A series of events will be offered in the lead up to her visit, including:

A Book Discussion on two of Luiselli’s works, Tell Me How It Ends: An Essay in Forty Questions and Lost Children Archive, will be held on March 24th at 12:00pm in the Gendebien Room (206) in Skillman LibraryTell Me How It Ends: An Essay in Forty Questions can be accessed as an e-book through the library’s ProQuest subscription at this link. A physical copy of Lost Children Archive is available to check-out from Skillman Library.

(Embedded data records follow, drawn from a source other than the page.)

//! Property-based tests for paging, version parsing and address handling.
//!
//! Uses proptest to generate random counts, page sizes and malformed inputs
//! and verify the invariants hold and nothing panics.
//!
//! Run with: `cargo test --test proptest_fuzz`

use proptest::prelude::*;

use allowlist_sync::fetcher::{BatchRange, BatchRanges, Direction};
use allowlist_sync::registry::parse_type_and_version;
use allowlist_sync::{Address, AllowlistCache};

// =============================================================================
// Batch Range Coverage
// =============================================================================

fn direction_strategy() -> impl Strategy<Value = Direction> {
    prop_oneof![Just(Direction::Ascending), Just(Direction::Descending)]
}

proptest! {
    /// Pages cover `[0, count-1]` exactly once, no gaps, no overlaps
    #[test]
    fn prop_pages_cover_every_index_once(
        count in 0u64..5_000,
        batch_size in 1u64..500,
        direction in direction_strategy(),
    ) {
        let mut pages: Vec<BatchRange> = BatchRanges::new(count, batch_size, direction).collect();
        pages.sort_by_key(|r| r.start);

        let mut next = 0u64;
        for page in &pages {
            prop_assert_eq!(page.start, next, "gap or overlap at {}", page);
            prop_assert!(page.end >= page.start);
            prop_assert!(page.size() <= batch_size);
            next = page.end + 1;
        }
        prop_assert_eq!(next, count);
        prop_assert_eq!(pages.len() as u64, count.div_ceil(batch_size));
    }

    /// Descending starts at the top and only the last page may be short
    #[test]
    fn prop_descending_pages_newest_first(
        count in 1u64..5_000,
        batch_size in 1u64..500,
    ) {
        let pages: Vec<BatchRange> = BatchRanges::new(count, batch_size, Direction::Descending).collect();

        prop_assert_eq!(pages[0].end, count - 1);
        prop_assert_eq!(pages[pages.len() - 1].start, 0);
        for pair in pages.windows(2) {
            prop_assert_eq!(pair[1].end + 1, pair[0].start);
            prop_assert_eq!(pair[0].size(), batch_size);
        }
    }

    /// Ascending starts at zero and only the last page may be short
    #[test]
    fn prop_ascending_pages_oldest_first(
        count in 1u64..5_000,
        batch_size in 1u64..500,
    ) {
        let pages: Vec<BatchRange> = BatchRanges::new(count, batch_size, Direction::Ascending).collect();

        prop_assert_eq!(pages[0].start, 0);
        prop_assert_eq!(pages[pages.len() - 1].end, count - 1);
        for pair in pages.windows(2) {
            prop_assert_eq!(pair[0].end + 1, pair[1].start);
            prop_assert_eq!(pair[0].size(), batch_size);
        }
    }

    /// size_hint is exact
    #[test]
    fn prop_size_hint_matches_page_count(
        count in 0u64..5_000,
        batch_size in 1u64..500,
        direction in direction_strategy(),
    ) {
        let ranges = BatchRanges::new(count, batch_size, direction);
        let (lower, upper) = ranges.size_hint();
        let actual = ranges.count();
        prop_assert_eq!(lower, actual);
        prop_assert_eq!(upper, Some(actual));
    }
}

// =============================================================================
// Version Parsing Fuzz Tests
// =============================================================================

proptest! {
    /// Arbitrary strings never panic, only return Err
    #[test]
    fn fuzz_type_and_version_never_panics(input in ".*") {
        let _ = parse_type_and_version(&input);
    }

    /// Any `<name> vX.Y.Z` string yields exactly X.Y.Z
    #[test]
    fn prop_type_and_version_extracts_version(
        name in "[A-Za-z]{1,30}",
        major in 0u64..100,
        minor in 0u64..100,
        patch in 0u64..100,
    ) {
        let parsed = parse_type_and_version(&format!("{} v{}.{}.{}", name, major, minor, patch)).unwrap();
        prop_assert_eq!(parsed, semver::Version::new(major, minor, patch));
    }
}

// =============================================================================
// Address Fuzz Tests
// =============================================================================

proptest! {
    /// Parsing arbitrary text never panics
    #[test]
    fn fuzz_address_from_random_string(input in ".{0,64}") {
        let _ = input.parse::<Address>();
    }

    /// Display output parses back to the same address
    #[test]
    fn prop_address_display_parses_back(bytes in prop::array::uniform20(any::<u8>())) {
        let address = Address::from(bytes);
        let parsed: Address = address.to_string().parse().unwrap();
        prop_assert_eq!(parsed, address);
    }
}

// =============================================================================
// Cache Semantics
// =============================================================================

proptest! {
    /// After update, membership is exactly the updated set
    #[test]
    fn prop_cache_update_is_full_replace(
        first in prop::collection::hash_set(any::<u64>(), 0..50),
        second in prop::collection::hash_set(any::<u64>(), 0..50),
    ) {
        let cache = AllowlistCache::new();
        cache.update(first.iter().copied().map(Address::from_low_u64));
        cache.update(second.iter().copied().map(Address::from_low_u64));

        prop_assert_eq!(cache.len(), second.len());
        for n in first.union(&second) {
            prop_assert_eq!(cache.allow(&Address::from_low_u64(*n)), second.contains(n));
        }
    }
}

A Film Series on Migration (co-sponsored by the Lafayette College Libraries, Department of International Affairs, IA Club, Refugee Action, and Lafayette College Women in Law) will be held during the month of March, featuring the following films and talk-backs:

  • The Undocumented Lawyer
    Tuesday March 1st @ 7:30pm in Buck Hall
    Q&A with Lizbeth Mateo
  • The Guangzhou Dream Factory
    Wednesday, March 9th @ 7:30pm in Buck Hall
    Q&A with Prof. Douglas de Toledo Piza & Prof. Caleb Galemore, International Affairs
  • One if By Land
    Tuesday March 22nd @ 7:30pm in Buck Hall
    Q&A with Prof. Nandini Sikand, Film and Media Studies

An exhibit – Transplantada/Transplanted – will take place in the Williams Center for the Arts through April 5th. The exhibit has works by Juana Cordova and Natalia Nakazawa on display, and evokes connections between the journey of these plants and those of immigrants who leave their homes, in search of better conditions and relief from wars and poverty.